# Invisilab or Final Stand



## TEX21 (Nov 8, 2013)

Torn between the two so looking for help. We hunt on lakes and around ponds most of the time so trees provide cover most of the time. Field hunting trips are going to be once maybe twice a year so Im leaning to the final stand but would like imput.


----------



## DOE CREEK FARMS (Apr 13, 2015)

I am in the market also.


----------



## Jabelism (Jun 3, 2014)

I have a invisilab and love it. Great for the dog to lounge in also. She is laying in it now while at the campsite. Very sturdy so far


----------



## NateB (Sep 25, 2003)

Sportstand sportstand.net


----------



## doverstreet (May 23, 2013)

I have an Invislab and I love it. I saw a coupon code just the other day for 15% off, code "MM15".


----------



## Brad B (Apr 29, 2004)

We run 4-5 Avery stands but last year I added a invisilab and the dogs took to it easily. I think it helps us during late season when the birds are looking at you pretty hard. FWIW, I own a sportstand that's almost rusted out and has been repaired twice. I like it but it just can't hold up to my area.


----------



## ducktrooper (Feb 5, 2015)

I just received my Invisilab from MarshMutt with the 15% off.
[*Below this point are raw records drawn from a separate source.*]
// Descriptor model for parsed .proto files.
// - A DescriptorSet owns every file handed to the generator.
// - Full names are dot separated, without a leading dot (`pkg.Outer.Inner`).
// - Field and method type references hold full names once the set is linked.

use std::collections::BTreeMap;

#[derive(Debug, Clone, PartialEq, Default)]
pub struct DescriptorSet {
    pub files: Vec<FileDescriptor>,
}

impl DescriptorSet {
    pub fn file(&self, name: &str) -> Option<&FileDescriptor> {
        self.files.iter().find(|f| f.name == name)
    }
}

#[derive(Debug, Clone, PartialEq, Default)]
pub struct FileDescriptor {
    /// Path as it is imported, always `/` separated.
    pub name: String,
    pub package: Option<String>,
    pub syntax: Option<String>,
    pub dependencies: Vec<String>,
    pub messages: Vec<MessageDescriptor>,
    pub enums: Vec<EnumDescriptor>,
    pub services: Vec<ServiceDescriptor>,
    pub options: FileOptions,
    pub syntax_comments: Comments,
    pub package_comments: Comments,
}

/// File options the generator carries over to its output.
#[derive(Debug, Clone, Copy, PartialEq, Eq, Default)]
pub struct FileOptions {
    pub cc_generic_services: bool,
    pub java_generic_services: bool,
    pub py_generic_services: bool,
}

// ---------------- Message & Fields ----------------

#[derive(Debug, Clone, PartialEq, Default)]
pub struct MessageDescriptor {
    pub name: String,
    pub full_name: String,
    pub fields: Vec<FieldDescriptor>,
    pub messages: Vec<MessageDescriptor>,
    pub enums: Vec<EnumDescriptor>,
    pub comments: Comments,
}

#[derive(Debug, Clone, PartialEq)]
pub struct FieldDescriptor {
    pub name: String,
    pub number: u32, // tag number
    pub cardinality: Cardinality,
    pub ty: FieldType,
    pub comments: Comments,
}

#[derive(Debug, Clone, Copy, PartialEq, Eq, Default)]
pub enum Cardinality {
    #[default]
    Singular,
    Repeated,
}

#[derive(Debug, Clone, PartialEq, Eq)]
pub enum FieldType {
    Scalar(ScalarType),
    Message(String),
    Enum(String),
    Map {
        key: ScalarType,
        value: Box<FieldType>,
    },
    /// Reference exactly as written in the source; replaced by `Message` or
    /// `Enum` when the set is linked.
    Named(String),
}

#[derive(Debug, Clone, Copy, PartialEq, Eq)]
pub enum ScalarType {
    Double,
    Float,
    Int32,
    Int64,
    Uint32,
    Uint64,
    Sint32,
    Sint64,
    Fixed32,
    Fixed64,
    Sfixed32,
    Sfixed64,
    Bool,
    String,
    Bytes,
}

impl ScalarType {
    pub fn from_keyword(s: &str) -> Option<Self> {
        let scalar = match s {
            "double" => ScalarType::Double,
            "float" => ScalarType::Float,
            "int32" => ScalarType::Int32,
            "int64" => ScalarType::Int64,
            "uint32" => ScalarType::Uint32,
            "uint64" => ScalarType::Uint64,
            "sint32" => ScalarType::Sint32,
            "sint64" => ScalarType::Sint64,
            "fixed32" => ScalarType::Fixed32,
            "fixed64" => ScalarType::Fixed64,
            "sfixed32" => ScalarType::Sfixed32,
            "sfixed64" => ScalarType::Sfixed64,
            "bool" => ScalarType::Bool,
            "string" => ScalarType::String,
            "bytes" => ScalarType::Bytes,
            _ => return None,
        };
        Some(scalar)
    }

    pub fn keyword(self) -> &'static str {
        match self {
            ScalarType::Double => "double",
            ScalarType::Float => "float",
            ScalarType::Int32 => "int32",
            ScalarType::Int64 => "int64",
            ScalarType::Uint32 => "uint32",
            ScalarType::Uint64 => "uint64",
            ScalarType::Sint32 => "sint32",
            ScalarType::Sint64 => "sint64",
            ScalarType::Fixed32 => "fixed32",
            ScalarType::Fixed64 => "fixed64",
            ScalarType::Sfixed32 => "sfixed32",
            ScalarType::Sfixed64 => "sfixed64",
            ScalarType::Bool => "bool",
            ScalarType::String => "string",
            ScalarType::Bytes => "bytes",
        }
    }
}

// ---------------- Enum ----------------

#[derive(Debug, Clone, PartialEq, Default)]
pub struct EnumDescriptor {
    pub name: String,
    pub full_name: String,
    pub values: Vec<EnumValueDescriptor>,
    pub allow_alias: bool,
    pub comments: Comments,
}

#[derive(Debug, Clone, PartialEq)]
pub struct EnumValueDescriptor {
    pub name: String,
    pub number: i32,
    pub comments: Comments,
}

// ---------------- Service ----------------

#[derive(Debug, Clone, PartialEq, Default)]
pub struct ServiceDescriptor {
    pub name: String,
    pub full_name: String,
    pub methods: Vec<MethodDescriptor>,
    pub comments: Comments,
}

#[derive(Debug, Clone, PartialEq, Default)]
pub struct MethodDescriptor {
    pub name: String,
    pub input_type: String,
    pub output_type: String,
    pub client_streaming: bool,
    pub server_streaming: bool,
    /// String-valued extension options, `option (name) = "value";`, with the
    /// value unescaped.
    pub option_extensions: BTreeMap<String, String>,
    pub comments: Comments,
}

// ---------------- Comments ----------------

/// Documentation attached to one declaration, with comment markers removed.
#[derive(Debug, Clone, PartialEq, Eq, Default)]
pub struct Comments {
    pub detached: Vec<String>,
    pub leading: String,
    pub trailing: String,
}

impl Comments {
    pub fn is_empty(&self) -> bool {
        self.detached.is_empty() && self.leading.is_empty() && self.trailing.is_empty()
    }
}
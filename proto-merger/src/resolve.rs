use std::collections::VecDeque;

use indexmap::IndexSet;
use parser::{FieldDescriptor, FieldType, FileDescriptor, MessageDescriptor};
use tracing::debug;

use crate::{DescriptorIndex, EnumId, MergeError, MergeOptions, MessageId};

/// Top-level types to emit, in the order they were first reached.
#[derive(Debug, Default, Clone, PartialEq, Eq)]
pub struct Closure {
    pub messages: IndexSet<MessageId>,
    pub enums: IndexSet<EnumId>,
}

/// Where a referenced enum lives: on its own or inside a message.
enum EnumTarget {
    Enum(EnumId),
    Owner(MessageId),
}

struct Resolver<'i, 'a> {
    index: &'i DescriptorIndex<'a>,
    closure: Closure,
    worklist: VecDeque<MessageId>,
}

/// Collect every type reachable from the root file.
///
/// Seeds, in order: the root file's enums and messages, the input and output
/// of every root service method, then the configured additional messages and
/// enums. Every message in the set has its fields (including those of its
/// nested messages) followed until nothing new is found.
pub fn resolve(
    index: &DescriptorIndex<'_>,
    root: &FileDescriptor,
    options: &MergeOptions,
) -> Result<Closure, MergeError> {
    let mut resolver = Resolver {
        index,
        closure: Closure::default(),
        worklist: VecDeque::new(),
    };

    for en in &root.enums {
        match resolver.lookup_enum(&en.full_name) {
            Some(target) => resolver.add_enum_target(target),
            None => return Err(unresolved(&en.full_name, &root.name)),
        }
    }
    for message in &root.messages {
        let id = resolver
            .lookup_message(&message.full_name)
            .ok_or_else(|| unresolved(&message.full_name, &root.name))?;
        resolver.add_message(id);
    }

    for service in &root.services {
        for method in &service.methods {
            for ty in [&method.input_type, &method.output_type] {
                let id = resolver.lookup_message(ty).ok_or_else(|| {
                    unresolved(ty, &format!("{}.{}", service.name, method.name))
                })?;
                resolver.add_message(id);
            }
        }
    }

    for name in &options.additional_message {
        let id = resolver
            .lookup_message(name)
            .ok_or_else(|| MergeError::MissingMessage(name.clone()))?;
        debug!(type_name = %name, "additional message");
        resolver.add_message(id);
    }
    for name in &options.additional_enum {
        let target = resolver
            .lookup_enum(name)
            .ok_or_else(|| MergeError::MissingEnum(name.clone()))?;
        debug!(type_name = %name, "additional enum");
        resolver.add_enum_target(target);
    }

    resolver.expand()?;
    Ok(resolver.closure)
}

impl<'a> Resolver<'_, 'a> {
    fn expand(&mut self) -> Result<(), MergeError> {
        while let Some(id) = self.worklist.pop_front() {
            let message = self.index.message(id);
            self.visit(message)?;
        }
        Ok(())
    }

    // Recurses over lexical nesting only; the type graph is walked by the worklist.
    fn visit(&mut self, message: &'a MessageDescriptor) -> Result<(), MergeError> {
        for field in &message.fields {
            self.follow(&field.ty, message, field)?;
        }
        for nested in &message.messages {
            self.visit(nested)?;
        }
        Ok(())
    }

    fn follow(
        &mut self,
        ty: &FieldType,
        message: &MessageDescriptor,
        field: &FieldDescriptor,
    ) -> Result<(), MergeError> {
        let referrer = || format!("{}.{}", message.full_name, field.name);
        match ty {
            FieldType::Scalar(_) => Ok(()),
            FieldType::Message(name) => {
                let id = self
                    .lookup_message(name)
                    .ok_or_else(|| unresolved(name, &referrer()))?;
                self.add_message(id);
                Ok(())
            }
            FieldType::Enum(name) => {
                let target = self
                    .lookup_enum(name)
                    .ok_or_else(|| unresolved(name, &referrer()))?;
                self.add_enum_target(target);
                Ok(())
            }
            FieldType::Map { value, .. } => self.follow(value, message, field),
            FieldType::Named(name) => Err(unresolved(name, &referrer())),
        }
    }

    fn lookup_message(&self, name: &str) -> Option<MessageId> {
        self.index
            .find_message(name)
            .or_else(|| self.index.message_owner(name))
    }

    fn lookup_enum(&self, name: &str) -> Option<EnumTarget> {
        match self.index.find_enum(name) {
            Some(id) => Some(EnumTarget::Enum(id)),
            None => self.index.enum_owner(name).map(EnumTarget::Owner),
        }
    }

    fn add_message(&mut self, id: MessageId) {
        if self.closure.messages.insert(id) {
            debug!(type_name = %self.index.message(id).full_name, "added to closure");
            self.worklist.push_back(id);
        }
    }

    fn add_enum_target(&mut self, target: EnumTarget) {
        match target {
            EnumTarget::Enum(id) => {
                if self.closure.enums.insert(id) {
                    debug!(type_name = %self.index.enum_descriptor(id).full_name, "added to closure");
                }
            }
            EnumTarget::Owner(id) => self.add_message(id),
        }
    }
}

fn unresolved(type_name: &str, referenced_by: &str) -> MergeError {
    MergeError::UnresolvedReference {
        type_name: type_name.strip_prefix('.').unwrap_or(type_name).to_string(),
        referenced_by: referenced_by.to_string(),
    }
}
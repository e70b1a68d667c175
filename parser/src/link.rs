// Resolves type references written in .proto source to full names.
//
// Lookup follows protobuf scoping: a relative name is tried in the
// innermost scope first and then in each enclosing scope up to the root;
// a leading dot makes the name absolute.

use std::collections::HashMap;

use crate::{DescriptorSet, FieldType, FileDescriptor, MessageDescriptor, ParseError};

#[derive(Debug, Clone, Copy, PartialEq, Eq)]
enum SymbolKind {
    Message,
    Enum,
}

struct Symbols(HashMap<String, SymbolKind>);

impl DescriptorSet {
    /// Builds a set from parsed files, resolving every field and method type.
    pub fn link(mut files: Vec<FileDescriptor>) -> Result<Self, ParseError> {
        let mut symbols = HashMap::new();
        for file in &files {
            for message in &file.messages {
                collect_message(message, &mut symbols);
            }
            for en in &file.enums {
                symbols.insert(en.full_name.clone(), SymbolKind::Enum);
            }
        }
        let symbols = Symbols(symbols);

        for file in &mut files {
            for message in &mut file.messages {
                symbols.link_message(message)?;
            }
            let scope = file.package.clone().unwrap_or_default();
            for service in &mut file.services {
                for method in &mut service.methods {
                    let owner = format!("{}.{}", service.full_name, method.name);
                    method.input_type = symbols.resolve(&scope, &method.input_type, &owner)?.0;
                    method.output_type = symbols.resolve(&scope, &method.output_type, &owner)?.0;
                }
            }
        }

        Ok(DescriptorSet { files })
    }
}

fn collect_message(message: &MessageDescriptor, symbols: &mut HashMap<String, SymbolKind>) {
    symbols.insert(message.full_name.clone(), SymbolKind::Message);
    for nested in &message.messages {
        collect_message(nested, symbols);
    }
    for en in &message.enums {
        symbols.insert(en.full_name.clone(), SymbolKind::Enum);
    }
}

impl Symbols {
    fn link_message(&self, message: &mut MessageDescriptor) -> Result<(), ParseError> {
        for field in &mut message.fields {
            let owner = format!("{}.{}", message.full_name, field.name);
            self.link_type(&message.full_name, &mut field.ty, &owner)?;
        }
        for nested in &mut message.messages {
            self.link_message(nested)?;
        }
        Ok(())
    }

    fn link_type(&self, scope: &str, ty: &mut FieldType, owner: &str) -> Result<(), ParseError> {
        match ty {
            FieldType::Named(name) => {
                let (full_name, kind) = self.resolve(scope, name, owner)?;
                *ty = match kind {
                    SymbolKind::Message => FieldType::Message(full_name),
                    SymbolKind::Enum => FieldType::Enum(full_name),
                };
                Ok(())
            }
            FieldType::Map { value, .. } => self.link_type(scope, value, owner),
            FieldType::Scalar(_) | FieldType::Message(_) | FieldType::Enum(_) => Ok(()),
        }
    }

    fn resolve(
        &self,
        scope: &str,
        name: &str,
        owner: &str,
    ) -> Result<(String, SymbolKind), ParseError> {
        self.lookup(scope, name)
            .ok_or_else(|| ParseError::UnresolvedType {
                type_name: name.to_string(),
                scope: owner.to_string(),
            })
    }

    fn lookup(&self, scope: &str, name: &str) -> Option<(String, SymbolKind)> {
        if let Some(absolute) = name.strip_prefix('.') {
            return self.0.get(absolute).map(|kind| (absolute.to_string(), *kind));
        }
        let mut scope = scope;
        loop {
            let candidate = if scope.is_empty() {
                name.to_string()
            } else {
                format!("{scope}.{name}")
            };
            if let Some(kind) = self.0.get(&candidate) {
                return Some((candidate, *kind));
            }
            if scope.is_empty() {
                return None;
            }
            scope = scope.rfind('.').map_or("", |i| &scope[..i]);
        }
    }
}

#[cfg(test)]
mod tests {
    use crate::{DescriptorSet, FieldType, ParseError, ScalarType, parse_proto_str};
    use pretty_assertions::assert_eq;

    fn link(sources: &[(&str, &str)]) -> Result<DescriptorSet, ParseError> {
        let files = sources
            .iter()
            .map(|(name, src)| parse_proto_str(name, src))
            .collect::<Result<Vec<_>, _>>()?;
        DescriptorSet::link(files)
    }

    #[test]
    fn resolves_nested_sibling_and_cross_file_types() {
        let set = link(&[
            (
                "a.proto",
                r#"
                syntax = "proto3";
                package pkg;
                message Outer {
                    message Inner { Kind kind = 1; }
                    enum Kind { K = 0; }
                    Inner inner = 1;
                    other.Shared shared = 2;
                    map<int32, Inner> by_id = 3;
                }
                service S { rpc M(Outer) returns (.other.Shared); }
                "#,
            ),
            (
                "b.proto",
                r#"
                syntax = "proto3";
                package other;
                message Shared {}
                "#,
            ),
        ])
        .expect("link failed");

        let outer = &set.files[0].messages[0];
        assert_eq!(outer.fields[0].ty, FieldType::Message("pkg.Outer.Inner".into()));
        assert_eq!(outer.fields[1].ty, FieldType::Message("other.Shared".into()));
        assert_eq!(
            outer.fields[2].ty,
            FieldType::Map {
                key: ScalarType::Int32,
                value: Box::new(FieldType::Message("pkg.Outer.Inner".into())),
            }
        );
        let inner = &outer.messages[0];
        assert_eq!(inner.fields[0].ty, FieldType::Enum("pkg.Outer.Kind".into()));

        let method = &set.files[0].services[0].methods[0];
        assert_eq!(method.input_type, "pkg.Outer");
        assert_eq!(method.output_type, "other.Shared");
    }

    #[test]
    fn unknown_type_names_the_field() {
        let err = link(&[(
            "a.proto",
            "syntax = \"proto3\";\npackage pkg;\nmessage M { Missing m = 1; }\n",
        )])
        .unwrap_err();
        match err {
            ParseError::UnresolvedType { type_name, scope } => {
                assert_eq!(type_name, "Missing");
                assert_eq!(scope, "pkg.M.m");
            }
            other => panic!("unexpected error: {other}"),
        }
    }
}
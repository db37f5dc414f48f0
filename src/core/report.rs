//! Report generation business logic.
//!
//! Pure roll-ups over a budget's allocations and a list of expenses, consumed
//! by the dashboard and overview pages: totals, utilization, per-category
//! breakdowns, the constraint overview table and expense statistics. Every
//! division is guarded so an empty denominator yields zero, never NaN.

use crate::{
    core::{
        compliance::{ComplianceStatus, ViolationKind, classify},
        registry::CategoryRepository,
    },
    entities::{Budget, ConstraintType, Expense, ExpenseStatus, Severity},
    money::{HUNDRED, format_percentage, percentage_or_zero},
};
use chrono::{Datelike, NaiveDate};
use rust_decimal::{Decimal, prelude::ToPrimitive};

/// Budget-wide totals.
#[derive(Debug, Clone, Copy, PartialEq, Eq)]
pub struct BudgetTotals {
    /// Sum of allocated amounts
    pub total_allocated: Decimal,
    /// Sum of spent amounts
    pub total_spent: Decimal,
    /// Sum of remaining amounts
    pub total_remaining: Decimal,
    /// Spent as a percentage of allocated (0 when nothing allocated)
    pub utilization_percentage: Decimal,
    /// Allocated as a percentage of the budget total (0 when the total is not positive)
    pub allocation_percentage: Decimal,
}

/// Sums allocated, spent and remaining across a budget's allocations.
#[must_use]
pub fn calculate_totals(budget: &Budget) -> BudgetTotals {
    let total_allocated: Decimal = budget
        .allocations
        .iter()
        .map(|a| a.allocated_amount())
        .sum();
    let total_spent: Decimal = budget.allocations.iter().map(|a| a.spent_amount()).sum();
    let total_remaining: Decimal = budget
        .allocations
        .iter()
        .map(|a| a.remaining_amount())
        .sum();

    BudgetTotals {
        total_allocated,
        total_spent,
        total_remaining,
        utilization_percentage: calculate_utilization(total_spent, total_allocated),
        allocation_percentage: percentage_or_zero(total_allocated, budget.total_amount),
    }
}

/// Spent as a percentage of allocated.
///
/// Defined as zero when nothing is allocated. Values above 100 mean overspending.
#[must_use]
pub fn calculate_utilization(spent: Decimal, allocated: Decimal) -> Decimal {
    percentage_or_zero(spent, allocated)
}

/// One row of the per-category breakdown.
#[derive(Debug, Clone, PartialEq, Eq)]
pub struct CategoryBreakdown {
    /// Category id
    pub category_id: String,
    /// Display name, or "—" for unknown ids
    pub category_name: String,
    /// Allocated amount
    pub allocated: Decimal,
    /// Spent amount
    pub spent: Decimal,
    /// Remaining amount
    pub remaining: Decimal,
    /// Stored percentage of the budget total
    pub percentage: Decimal,
    /// Spent as a percentage of allocated
    pub utilization: Decimal,
    /// Above a max constraint
    pub is_over_limit: bool,
    /// Verdict for the stored percentage
    pub status: ComplianceStatus,
}

/// Dashboard summary of a budget.
#[derive(Debug, Clone, PartialEq, Eq)]
pub struct BudgetSummary {
    /// Budget total
    pub total_budget: Decimal,
    /// Budget-wide totals
    pub totals: BudgetTotals,
    /// One row per allocation, in allocation order
    pub category_breakdown: Vec<CategoryBreakdown>,
}

impl BudgetSummary {
    /// Rows whose stored percentage breaks a constraint.
    pub fn violations(&self) -> impl Iterator<Item = &CategoryBreakdown> {
        self.category_breakdown
            .iter()
            .filter(|row| row.status != ComplianceStatus::Compliant)
    }
}

/// Builds the dashboard summary of `budget`.
#[must_use]
pub fn summarize_budget<R>(registry: &R, budget: &Budget) -> BudgetSummary
where
    R: CategoryRepository + ?Sized,
{
    let category_breakdown = budget
        .allocations
        .iter()
        .map(|allocation| {
            let verdict = classify(
                registry,
                &allocation.category_id,
                allocation.percentage_of_total(),
            );
            CategoryBreakdown {
                category_id: allocation.category_id.clone(),
                category_name: registry.category_name(&allocation.category_id).to_string(),
                allocated: allocation.allocated_amount(),
                spent: allocation.spent_amount(),
                remaining: allocation.remaining_amount(),
                percentage: allocation.percentage_of_total(),
                utilization: allocation.utilization_percentage(),
                is_over_limit: verdict.has_violation(ViolationKind::ExceedsMax),
                status: verdict.status,
            }
        })
        .collect();

    BudgetSummary {
        total_budget: budget.total_amount,
        totals: calculate_totals(budget),
        category_breakdown,
    }
}

/// One row of the constraint overview table.
#[derive(Debug, Clone, PartialEq, Eq)]
pub struct ConstraintStatus {
    /// Category id
    pub category_id: String,
    /// Display name
    pub category_name: String,
    /// Max or min
    pub constraint_type: ConstraintType,
    /// Threshold percentage
    pub limit: Decimal,
    /// Current stored percentage for the category (0 when it has no allocation)
    pub current_percentage: Decimal,
    /// Hard or soft
    pub enforcement: Severity,
    /// Whether the current percentage satisfies the constraint
    pub is_compliant: bool,
}

/// Lists every registry constraint with the budget's current standing against it.
///
/// When a category has several allocations their stored percentages are summed.
#[must_use]
pub fn constraint_overview<R>(registry: &R, budget: &Budget) -> Vec<ConstraintStatus>
where
    R: CategoryRepository + ?Sized,
{
    registry
        .list_constraints()
        .iter()
        .map(|constraint| {
            let current_percentage: Decimal = budget
                .allocations_for_category(&constraint.category_id)
                .map(|a| a.percentage_of_total())
                .sum();
            ConstraintStatus {
                category_id: constraint.category_id.clone(),
                category_name: registry.category_name(&constraint.category_id).to_string(),
                constraint_type: constraint.constraint_type,
                limit: constraint.percentage,
                current_percentage,
                enforcement: constraint.severity(),
                is_compliant: !constraint.is_violated_by(current_percentage),
            }
        })
        .collect()
}

/// Counts shown above the expense list.
#[derive(Debug, Clone, Copy, PartialEq, Eq, Default)]
pub struct ExpenseStats {
    /// Number of expenses
    pub total: usize,
    /// Sum of amounts
    pub total_amount: Decimal,
    /// Pending count
    pub pending: usize,
    /// Approved count
    pub approved: usize,
    /// Rejected count
    pub rejected: usize,
    /// Expenses stamped non-compliant
    pub non_compliant: usize,
    /// Expenses dated in the same month as `today`
    pub this_month: usize,
}

/// Aggregates expense counts relative to `today`.
#[must_use]
pub fn expense_stats(expenses: &[Expense], today: NaiveDate) -> ExpenseStats {
    expenses.iter().fold(ExpenseStats::default(), |mut stats, expense| {
        stats.total += 1;
        stats.total_amount += expense.amount;
        match expense.status {
            ExpenseStatus::Pending => stats.pending += 1,
            ExpenseStatus::Approved => stats.approved += 1,
            ExpenseStatus::Rejected => stats.rejected += 1,
        }
        if !expense.is_compliant {
            stats.non_compliant += 1;
        }
        if expense.date.year() == today.year() && expense.date.month() == today.month() {
            stats.this_month += 1;
        }
        stats
    })
}

/// Generates a progress bar string for visual representation.
///
/// Creates a text-based progress bar like: `[████████░░] 80.0%`. The bar is
/// clamped to 0..=100 while the label shows the real value.
#[must_use]
pub fn format_progress_bar(percentage: Decimal, bar_length: Option<usize>) -> String {
    let length = bar_length.unwrap_or(10);
    let clamped = percentage.clamp(Decimal::ZERO, HUNDRED);

    let filled = (clamped / HUNDRED * Decimal::from(length))
        .round()
        .to_usize()
        .unwrap_or(0)
        .min(length);
    let empty = length - filled;

    let filled_str = "█".repeat(filled);
    let empty_str = "░".repeat(empty);

    format!("[{filled_str}{empty_str}] {}%", format_percentage(percentage))
}

#[cfg(test)]
mod tests {
    #![allow(clippy::unwrap_used)]
    use super::*;
    use crate::core::registry::ConstraintRegistry;
    use crate::entities::BudgetAllocation;
    use crate::test_utils::*;
    use rust_decimal_macros::dec;

    #[test]
    fn test_calculate_totals_for_seed_budget() {
        let totals = calculate_totals(&sample_budget());
        assert_eq!(totals.total_allocated, dec!(1500000));
        assert_eq!(totals.total_spent, dec!(1178500));
        assert_eq!(totals.total_remaining, dec!(321500));
        assert_eq!(totals.allocation_percentage, dec!(100));
        assert_eq!(
            format_percentage(totals.utilization_percentage),
            "78.6"
        );
    }

    #[test]
    fn test_totals_reconcile() {
        let totals = calculate_totals(&sample_budget());
        assert_eq!(
            totals.total_remaining,
            totals.total_allocated - totals.total_spent
        );
    }

    #[test]
    fn test_utilization_zero_when_nothing_allocated() {
        assert_eq!(calculate_utilization(dec!(10), Decimal::ZERO), Decimal::ZERO);
        assert_eq!(calculate_utilization(dec!(50), dec!(200)), dec!(25));
        assert_eq!(calculate_utilization(dec!(300), dec!(200)), dec!(150));
    }

    #[test]
    fn test_totals_of_empty_budget() -> crate::errors::Result<()> {
        let budget = Budget::new("EMPTY", 2025, dec!(1000), test_date())?;
        let totals = calculate_totals(&budget);
        assert_eq!(totals.total_allocated, Decimal::ZERO);
        assert_eq!(totals.utilization_percentage, Decimal::ZERO);
        assert_eq!(totals.allocation_percentage, Decimal::ZERO);
        Ok(())
    }

    #[test]
    fn test_summary_breakdown() {
        let registry = ConstraintRegistry::default();
        let summary = summarize_budget(&registry, &sample_budget());

        assert_eq!(summary.total_budget, dec!(1500000));
        assert_eq!(summary.category_breakdown.len(), 6);
        assert_eq!(summary.violations().count(), 0);

        let personnel = &summary.category_breakdown[0];
        assert_eq!(personnel.category_name, "Personnel");
        assert_eq!(personnel.remaining, dec!(62500));
        assert_eq!(format_percentage(personnel.utilization), "86.1");
        assert!(!personnel.is_over_limit);
    }

    #[test]
    fn test_summary_flags_over_limit() {
        let registry = ConstraintRegistry::default();
        let mut budget = sample_budget();
        budget.upsert_allocation(BudgetAllocation::restore(
            "BA006",
            budget.id.clone(),
            "administration",
            dec!(180000),
            Decimal::ZERO,
            dec!(12),
        ));

        let summary = summarize_budget(&registry, &budget);
        let admin = summary
            .category_breakdown
            .iter()
            .find(|row| row.category_id == "administration")
            .unwrap();
        assert!(admin.is_over_limit);
        assert_eq!(admin.status, ComplianceStatus::HardViolation);
        assert_eq!(summary.violations().count(), 1);
    }

    #[test]
    fn test_constraint_overview_rows() {
        let registry = ConstraintRegistry::default();
        let overview = constraint_overview(&registry, &sample_budget());

        assert_eq!(overview.len(), 6);
        let advocacy = overview
            .iter()
            .find(|row| row.category_id == "advocacy-training")
            .unwrap();
        // No allocation for advocacy: current is 0 and the 10% minimum is missed.
        assert_eq!(advocacy.current_percentage, Decimal::ZERO);
        assert!(!advocacy.is_compliant);
        assert_eq!(advocacy.enforcement, Severity::Soft);

        let admin = &overview[0];
        assert_eq!(admin.category_name, "Administration");
        assert_eq!(admin.current_percentage, dec!(10));
        assert!(admin.is_compliant);
        assert_eq!(admin.enforcement, Severity::Hard);
    }

    #[test]
    fn test_expense_stats() {
        let stats = expense_stats(&sample_expenses(), test_date());
        assert_eq!(stats.total, 4);
        assert_eq!(stats.total_amount, dec!(60500));
        assert_eq!(stats.pending, 1);
        assert_eq!(stats.approved, 3);
        assert_eq!(stats.rejected, 0);
        assert_eq!(stats.non_compliant, 1);
        assert_eq!(stats.this_month, 4);

        let later = NaiveDate::from_ymd_opt(2024, 7, 1).unwrap();
        assert_eq!(expense_stats(&sample_expenses(), later).this_month, 0);
    }

    #[test]
    fn test_format_progress_bar_full() {
        let bar = format_progress_bar(dec!(100), Some(10));
        assert_eq!(bar, "[██████████] 100.0%");
    }

    #[test]
    fn test_format_progress_bar_half() {
        let bar = format_progress_bar(dec!(50), Some(10));
        assert_eq!(bar, "[█████░░░░░] 50.0%");
    }

    #[test]
    fn test_format_progress_bar_overspent() {
        // Overspending fills the bar but keeps the real label
        let bar = format_progress_bar(dec!(125), Some(10));
        assert_eq!(bar, "[██████████] 125.0%");
    }

    #[test]
    fn test_format_progress_bar_zero() {
        let bar = format_progress_bar(Decimal::ZERO, None);
        assert_eq!(bar, "[░░░░░░░░░░] 0.0%");
    }
}
//! Entity module - domain records shared by the registry, evaluator and store.
//! Plain serde structs: they are loaded from TOML seed and budget files and
//! held in memory, never mapped to a database.

pub mod budget;
pub mod category;
pub mod expense;

pub use budget::{Budget, BudgetAllocation, BudgetStatus};
pub use category::{BudgetCategory, BudgetConstraint, ConstraintType, Severity};
pub use expense::{Expense, ExpenseStatus};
I plan to replace the nuts and bolts with spring clips/pins so I can use like the Final Stand for early place training and in timber eventually. Can't wait to get started...


----------



## TEX21 (Nov 8, 2013)

Went with the Invisilab and dog took to it pretty easy so hoping everything stays like that.


----------



## fowlminded (Mar 8, 2010)

Bought the Gen2 invisilab and my dog loves it. With her already knowing her kennel command it literally took NO time training her to use it. I can pop it up in the living room and she will climb up and sleep in it. Only thing I would have liked to see is the stand come with back pack straps. I had to rig up my own using an old backpack.


----------